Keywords: Grizzly Man, Werner Herzog, Timothy Treadwell, Found footage, Wildlife films.

Introdução

O filme O Homem Urso (Grizzly Man, 2005), de Werner Herzog (1942-), investiga a vida e a morte de Timothy Treadwell (1957-2003), um conservacionista e autodeclarado salvador do urso-pardo do Alasca que passou treze verões entre esses animais antes de ser morto por um deles. Amie Huguenard (1966-2003), companheira de Treadwell, o acompanhou por um momento nessa jornada e tragicamente também perdeu a vida no mesmo ataque.

A ideia que pretendo defender neste artigo é que o found footage de Timothy Treadwell caiu nas mãos de quem, acredito, melhor poderia fazer uso desse arquivo, tanto do ponto de vista criativo, quanto da perspectiva de que as imagens realizadas pelo filmmaker seriam tratadas de forma respeitosa, não o fazendo passar por ridículo. Construir uma imagem caricata do aventureiro não seria improvável caso algumas filmagens feitas pelo próprio Treadwell, que vemos no filme de Herzog, fossem usadas em outro contexto.

O cineasta Werner Herzog, nascido em Munique em 5 de setembro de 1942, possui uma carreira extensa e de sucesso. Ele fez seu primeiro filme em 1961, aos 19 anos. Desde então, produziu, escreveu e dirigiu mais de 60 longas-metragens de ficção e documentários, como Fata Morgana (1971); Aguirre, a Ira de Deus (Aguirre, Der Zorn Gottes, 1972); O enigma de Kaspar Hauser (Jeder für sich und Gott gegen alle, 1974); Nosferatu, Fantasma da Noite (Nosferatu, Phantom der Nacht, 1978); Fitzcarraldo (1982); Onde Sonham as Formigas Verdes (Wo die grünen Ameisen träumen, 1984); Meu Melhor Inimigo – Klaus Kinski (Mein liebster Feind, 1999); para citarmos alguns títulos relevantes antes da produção de O Homem Urso, uma de suas maiores obras-primas.
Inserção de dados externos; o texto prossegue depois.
//! Line-oriented segmentation of mixed Markdown/JSON text.

use serde_json::Value;

use super::parse::parse_json;

/// A classified run of input lines, in document order.
#[derive(Debug, Clone, PartialEq)]
pub enum Segment {
    /// Text to be rendered as Markdown in isolation. Either a single trimmed
    /// line or the raw accumulation of a JSON candidate that never closed.
    Markdown { text: String },
    /// A run of lines whose newline-joined trimmed text parsed as JSON.
    Json { value: Value },
}

/// Split `text` into segments.
///
/// A trimmed line opening with `{` or `[` starts a JSON candidate. Lines are
/// appended to the candidate until one ends with `}` or `]` and the whole
/// accumulation parses; anything else keeps accumulating. Blank lines outside
/// a candidate are dropped.
pub fn segment_text(text: &str) -> Vec<Segment> {
    let mut segments = Vec::new();
    let mut pending: Option<String> = None;

    for line in text.split('\n') {
        let trimmed = line.trim();

        match pending.as_mut() {
            Some(buffer) => {
                buffer.push('\n');
                buffer.push_str(trimmed);
            }
            None if opens_json(trimmed) => pending = Some(trimmed.to_string()),
            None => {
                if !trimmed.is_empty() {
                    segments.push(Segment::Markdown {
                        text: trimmed.to_string(),
                    });
                }
                continue;
            }
        }

        if !closes_json(trimmed) {
            continue;
        }

        let parsed = pending
            .as_deref()
            .and_then(parse_json);
        if let Some(value) = parsed {
            segments.push(Segment::Json { value });
            pending = None;
        }
    }

    if let Some(text) = pending {
        segments.push(Segment::Markdown { text });
    }

    segments
}

fn opens_json(trimmed: &str) -> bool {
    trimmed.starts_with('{') || trimmed.starts_with('[')
}

fn closes_json(trimmed: &str) -> bool {
    trimmed.ends_with('}') || trimmed.ends_with(']')
}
Depois deste, ainda realizaria, entre outros, Encontros no Fim do Mundo (Encounters at the End of the World, 2007) e A Caverna dos Sonhos Esquecidos (Die Höhle der vergessenen Träume, 2010), aclamados pela crítica e pelo público. Além de filmes, Werner Herzog publicou mais de uma dúzia de livros de prosa, dirigiu séries, além de ter atuado em filmes e séries nas quais ele não dirigiu. Podemos considerá-lo, portanto, um cineasta-artista versátil.
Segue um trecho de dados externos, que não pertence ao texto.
mod config;
mod json;

use std::sync::Arc;

use comrak::markdown_to_html;
use metrics::counter;
use once_cell::sync::Lazy;
use tracing::trace;

use crate::application::render::parse::parse_json;
use crate::application::render::segments::{Segment, segment_text};
use crate::application::render::types::{
    RenderMode, RenderResult, RenderService, SegmentedRender, contains_code_or_table,
};

use config::{build_sanitizer, default_options};

/// Comrak-based Markdown renderer with Ammonia sanitisation and JSON block
/// detection.
pub struct ComrakRenderService {
    options: comrak::Options<'static>,
    sanitizer: ammonia::Builder<'static>,
}

impl ComrakRenderService {
    fn new() -> Self {
        Self {
            options: default_options(),
            sanitizer: build_sanitizer(),
        }
    }

    /// Render a Markdown fragment and sanitise the resulting markup.
    pub fn render_markdown(&self, markdown: &str) -> String {
        let html = markdown_to_html(markdown, &self.options);
        self.sanitizer.clean(&html).to_string()
    }

    /// Render pre-computed segments in order. Each segment is followed by a
    /// newline.
    pub fn render_segments(&self, segments: &[Segment]) -> String {
        let mut html = String::new();
        for segment in segments {
            match segment {
                Segment::Markdown { text } => html.push_str(&self.render_markdown(text)),
                Segment::Json { value } => html.push_str(&json::segment_block(value)),
            }
            html.push('\n');
        }
        html
    }
}

static RENDER_SERVICE: Lazy<Arc<ComrakRenderService>> =
    Lazy::new(|| Arc::new(ComrakRenderService::new()));

/// Access the shared render service instance, initialised on first use.
pub fn render_service() -> Arc<ComrakRenderService> {
    Arc::clone(&RENDER_SERVICE)
}

impl Default for ComrakRenderService {
    fn default() -> Self {
        Self::new()
    }
}

impl RenderService for ComrakRenderService {
    fn render_document(&self, text: &str) -> RenderResult {
        counter!("deepchat_render_total", "mode" => RenderMode::Document.as_str()).increment(1);

        if let Some(value) = parse_json(text) {
            trace!(target = "deepchat::render", "input parsed as a JSON document");
            return RenderResult {
                html: json::document_block(&value),
                raw: text.to_string(),
                is_json: true,
                has_code_or_table: true,
            };
        }

        RenderResult {
            html: self.render_markdown(text),
            raw: text.to_string(),
            is_json: false,
            has_code_or_table: contains_code_or_table(text),
        }
    }

    fn render_segmented(&self, text: &str) -> SegmentedRender {
        counter!("deepchat_render_total", "mode" => RenderMode::Segmented.as_str()).increment(1);

        let segments = segment_text(text);
        trace!(
            target = "deepchat::render",
            segments = segments.len(),
            "segmented input"
        );

        SegmentedRender {
            html: self.render_segments(&segments),
            raw: text.to_string(),
        }
    }
}

#[cfg(test)]
mod tests {
    use super::*;

    fn renderer() -> Arc<ComrakRenderService> {
        render_service()
    }

    #[test]
    fn document_json_is_pretty_printed() {
        let result = renderer().render_document(r#"{"status":"ok","items":[1,2]}"#);

        assert!(result.is_json);
        assert!(result.has_code_or_table);
        assert_eq!(
            result.html,
            "<pre>{\n  &quot;status&quot;: &quot;ok&quot;,\n  &quot;items&quot;: [\n    1,\n    2\n  ]\n}</pre>"
        );
    }

    #[test]
    fn document_scalars_count_as_json() {
        let result = renderer().render_document("42");
        assert!(result.is_json);
        assert_eq!(result.html, "<pre>42</pre>");
    }

    #[test]
    fn document_accepts_deeply_nested_json() {
        let text = format!("{}{}", "[".repeat(200), "]".repeat(200));
        let result = renderer().render_document(&text);

        assert!(result.is_json);
        assert!(result.html.starts_with("<pre>[\n  [\n    ["));
        assert!(result.html.ends_with("]</pre>"));
    }

    #[test]
    fn document_keeps_out_of_range_numbers() {
        let result = renderer().render_document("1e400");
        assert!(result.is_json);
        assert_eq!(result.html, "<pre>1e400</pre>");
    }

    #[test]
    fn document_markdown_matches_fragment_rendering() {
        let text = "# Title\n\nSome *emphasis* and `code`.";
        let service = renderer();
        let result = service.render_document(text);

        assert!(!result.is_json);
        assert!(!result.has_code_or_table);
        assert_eq!(result.html, service.render_markdown(text));
        assert!(result.html.contains("<h1>Title</h1>"));
        assert!(result.html.contains("<em>emphasis</em>"));
        assert!(result.html.contains("<code>code</code>"));
    }

    #[test]
    fn document_flags_code_fences_and_tables() {
        let service = renderer();
        assert!(service.render_document("```\nx\n```").has_code_or_table);
        assert!(service.render_document("| a | b |").has_code_or_table);
        assert!(!service.render_document("plain words").has_code_or_table);
    }

    #[test]
    fn document_tables_render() {
        let text = "| Name | Value |\n| --- | --- |\n| a | 1 |";
        let html = renderer().render_document(text).html;
        assert!(html.contains("<table>"));
        assert!(html.contains("<td>a</td>"));
    }

    #[test]
    fn document_markdown_is_sanitised() {
        let html = renderer()
            .render_document("hello <img src=x onerror=alert(1)>")
            .html;
        assert!(!html.contains("onerror"));
    }

    #[test]
    fn segmented_single_line_json_has_no_markdown() {
        let result = renderer().render_segmented(r#"{"a":1}"#);
        assert_eq!(
            result.html,
            "<pre><code>{\n  &quot;a&quot;: 1\n}</code></pre>\n"
        );
        assert_eq!(result.raw, r#"{"a":1}"#);
    }

    #[test]
    fn segmented_closes_deeply_nested_json() {
        let text = format!("intro\n{}1{}", "{\"a\":".repeat(200), "}".repeat(200));
        let html = renderer().render_segmented(&text).html;

        let intro = html.find("<p>intro</p>").expect("intro rendered");
        let block = html
            .find("<pre><code>{\n  &quot;a&quot;: {")
            .expect("json block rendered");
        assert!(intro < block);
        assert!(html.ends_with("}</code></pre>\n"));
        assert_eq!(html.matches("<p>").count(), 1);
    }

    #[test]
    fn segmented_mixes_markdown_and_json_in_order() {
        let text = "Hello **world**\n{\"x\": 1}\n";
        let html = renderer().render_segmented(text).html;

        let strong = html
            .find("<strong>world</strong>")
            .expect("emphasis rendered");
        let block = html
            .find("<pre><code>{\n  &quot;x&quot;: 1\n}</code></pre>")
            .expect("json block rendered");
        assert!(strong < block);
    }

    #[test]
    fn segmented_blank_lines_produce_nothing() {
        let service = renderer();
        let spaced = service.render_segmented("one\n\n\n  \ntwo").html;
        let tight = service.render_segmented("one\ntwo").html;
        assert_eq!(spaced, tight);
        assert!(tight.starts_with("<p>one</p>"));
        assert!(tight.trim_end().ends_with("<p>two</p>"));
    }

    #[test]
    fn segmented_unterminated_json_is_kept_as_markdown() {
        let html = renderer()
            .render_segmented("{\nnot json at all")
            .html;
        assert!(html.contains("not json at all"));
        assert!(!html.contains("<pre>"));
    }

    #[test]
    fn segmented_defers_until_document_is_complete() {
        let text = "{\n\"a\": [\n1]\n}";
        let html = renderer().render_segmented(text).html;
        assert_eq!(
            html,
            "<pre><code>{\n  &quot;a&quot;: [\n    1\n  ]\n}</code></pre>\n"
        );
    }

    #[test]
    fn rendering_is_idempotent() {
        let text = "Intro\n[\n{\"k\": \"v\"}\n]\n| a | b |\n```rust\nfn main() {}\n```";
        let service = renderer();
        assert_eq!(service.render_segmented(text), service.render_segmented(text));
        assert_eq!(service.render_document(text), service.render_document(text));
    }

    #[test]
    fn render_widens_segmented_output() {
        let result = renderer().render(RenderMode::Segmented, "| a |");
        assert!(!result.is_json);
        assert!(result.has_code_or_table);
    }
}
Para Lúcia Nagib, que escreveu Werner Herzog: o cinema como realidade, em 1991, o diretor alemão, através do cinema:

[...] tenta recuperar algo como um “olhar virgem”, que vai determinar, por um lado, seu modo de filmar e, por outro (em decorrência do primeiro), toda a sua temática. A ânsia de conseguir a imagem “antes nunca vista” o afasta dos casos banais da vida corriqueira e o leva às narrativas heroicas e míticas, e aos personagens marcados pela diferença – os loucos, os deficientes físicos, os superdotados, os marginalizados sociais. Assim, seus filmes raramente se detêm nas paisagens urbanas […]. Herzog vai buscar nas selvas, nos desertos, nas montanhas escarpadas, nas geleiras imagens inéditas, que o espectador possa reconhecer como reais, mas que lhe sejam até então desconhecidas (Nagib 1991, 21).
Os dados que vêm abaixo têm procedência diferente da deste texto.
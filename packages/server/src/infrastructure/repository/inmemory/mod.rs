mod message;
mod presence;

pub use message::InMemoryMessageRepository;
pub use presence::InMemoryPresenceRegistry;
Nesse sentido, pensando em toda a sua trajetória como realizador, é de se esperar que, ao saber de um homem que vivia entre os ursos selvagens no Alasca e fora morto por um deles, Herzog provavelmente se interessaria por contar a história. Mas não foi bem assim que aconteceu. O próprio diretor conta como ele chegou até ela em uma entrevista para Scott Simon, na rádio pública americana NPR:

Eu não estava realmente atraído pela história. Às vezes, esses personagens que eu amo tropeçam em mim, na minha vida. Erik Nelson, que produz programas para o Discovery e a National Geographic – ele tem uma mesa bagunçada com papéis, vídeos e livros espalhados. E eu estava olhando dentro dos bolsos – em todos os lugares porque havia perdido meus óculos de leitura. E estou olhando vagamente para a mesa, mas ele acredita que vi algo em particular, e me mostra um artigo sobre Timothy Treadwell e diz: “Leia isto”. Então eu li e imediatamente corri de volta para o escritório dele e perguntei: “Quem está dirigindo?” E ele disse: “Eu estou dirigindo”. E houve algum tipo de hesitação e, com meu forte sotaque alemão, eu disse: “Não... Eu vou dirigir este filme”. E foi isso. Apertamos as mãos e eu consegui (Herzog 2005).

Herzog, então, mergulha no mundo de Treadwell para entender como um ator marginal de Hollywood, que por um tempo foi viciado em álcool e outras drogas, se tornou um defensor dos ursos-pardos. Nessa mesma entrevista para Scott Simon, o diretor alemão afirma: “O Homem Urso é provavelmente um dos meus melhores longas-metragens” (Herzog 2005).

Desenvolvimento

No filme O Homem Urso, Werner Herzog, através de sua voz over e de entrevistas que fez com quem conviveu com o ambientalista aventureiro, narra a epopeia de Timothy Treadwell com os ursos-pardos, mas sem deixar de fazer um contraponto aos ideais do protagonista em alguns momentos.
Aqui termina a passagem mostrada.